Neat! Jackson also has a tree data model that can be used like so:

    user.path("them").path("public_keys").path("primary").path("bundle").textValue(); // null if any node is missing


So we're ending up with JSON with schema and query support.

In a couple of years: XML is the new best thing (as people finally realise that they've needed it all along).


It's easy to argue with strawmen like you do, but query and schema support was never the problem of XML.

The problem was that XML is a markup language, and JSON is an object notation. It's right in the name. And this results in different tradeoffs for both.

The XML schema was designed to create schemas for documents. This is why different types of schemas evolved specifically for services (like SOAP) but having to be slapped on top of a markup language base, it couldn't be good even though it tried. JSON doesn't have that initial complexity and the goal matches the use.

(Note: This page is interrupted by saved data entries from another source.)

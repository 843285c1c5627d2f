//! End-to-end parsing of type tree files.

use std::fs;

use tempfile::TempDir;
use tessera_ir::{Classification, TypeNode};
use tessera_manifest::{ConfigFile, Error, TypeTree};

#[test]
fn test_project_layout_round_trip() {
    let temp = TempDir::new().unwrap();
    fs::write(
        temp.path().join("tessera.toml"),
        r#"
        [generator]
        input = "model/types.json"
        max_depth = 3
        "#,
    )
    .unwrap();
    fs::create_dir_all(temp.path().join("model")).unwrap();
    fs::write(
        temp.path().join("model/types.json"),
        r#"[
            {
                "name": "Person",
                "classification": "Class",
                "children": [
                    { "name": "Age", "classification": "Property", "type": "int", },
                    { "name": "Name", "classification": "Property", "type": "string", },
                ],
            },
            { "name": "Marker", "classification": "Interface" },
        ]"#,
    )
    .unwrap();

    let config = ConfigFile::open(temp.path().join("tessera.toml")).unwrap();
    let max_depth = config.config().generator.max_depth;
    let tree = TypeTree::open_with_limit(config.input_path(), max_depth).unwrap();

    let roots = tree.roots();
    assert_eq!(roots.len(), 2);
    assert_eq!(roots[0].kind(), Classification::Class);
    assert_eq!(roots[1].kind(), Classification::Other("Interface".into()));
    assert_eq!(
        roots[0].children,
        vec![
            TypeNode::new("Age", "Property").with_type("int"),
            TypeNode::new("Name", "Property").with_type("string"),
        ]
    );
    assert_eq!(tree.node_count(), 4);
}

#[test]
fn test_configured_depth_limit_applies() {
    let temp = TempDir::new().unwrap();
    let path = temp.path().join("context.json");
    fs::write(
        &path,
        r#"[{ "Name": "A", "Classification": "Class", "Children": [
            { "Name": "B", "Classification": "Class", "Children": [
                { "Name": "C", "Classification": "Property" }
            ] }
        ] }]"#,
    )
    .unwrap();

    assert!(TypeTree::open_with_limit(&path, 3).is_ok());

    let err = TypeTree::open_with_limit(&path, 2).unwrap_err();
    match *err {
        Error::TooDeep {
            location, limit, ..
        } => {
            assert_eq!(limit, 2);
            assert_eq!(location, "[0].Children[0].Children[0]");
        }
        other => panic!("expected depth error, got {:?}", other),
    }
}

#[test]
fn test_malformed_tree_reports_file_and_path() {
    let temp = TempDir::new().unwrap();
    let path = temp.path().join("context.json");
    fs::write(
        &path,
        r#"[{ "Name": "Person", "Classification": "Class", "Children": [42] }]"#,
    )
    .unwrap();

    let err = TypeTree::open(&path).unwrap_err();
    assert!(err.is_input_error());
    assert_eq!(
        err.to_string(),
        "invalid type node at [0].Children[0]: expected an object, found a number"
    );
}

Just like it'd be silly to write a manual in JSON, it'll forever remain silly to serialize generic object structures in XML.

Now I could also argue XML is a mediocre markup language, and show alternatives, but as they say, that's a whole 'nother story.


So you do you serialise and describe a ring buffer object in JSON? How do you provide a decimal type or a complex number? How do you validate this? How do you describe this object to a foreign system? How do you query the object? How do you transform the object from one type to another? How do you transform that object to a document?

You completely misunderstand XML. It's more than an adequate markup language and more than an adequate object format.

XML has few tradeoffs other than complexity. JSON has all tradeoffs but complexity.


I see, so XML has few tradeoffs other than complexity. So I'm sure given your insistent questions, XML has a native representations for:

- A ring buffer.

- A decimal type.

- A complex number.

No, it doesn't. It's all up to the contract. And there's nothing in XML that makes it more convenient to describe a complicated contract, than JSON (or any other format).

So XML made a tradeoff of complexity, and gained nothing.

Oh, and this is one issue you won't see happen with JSON:

http://blog.detectify.com/post/82370846588/how-we-got-read-a...

Yes, they managed to get full blown read access to Google's servers, including "/etc/passwd" and "/etc/hosts" by passing an XML file and using a standard XML feature.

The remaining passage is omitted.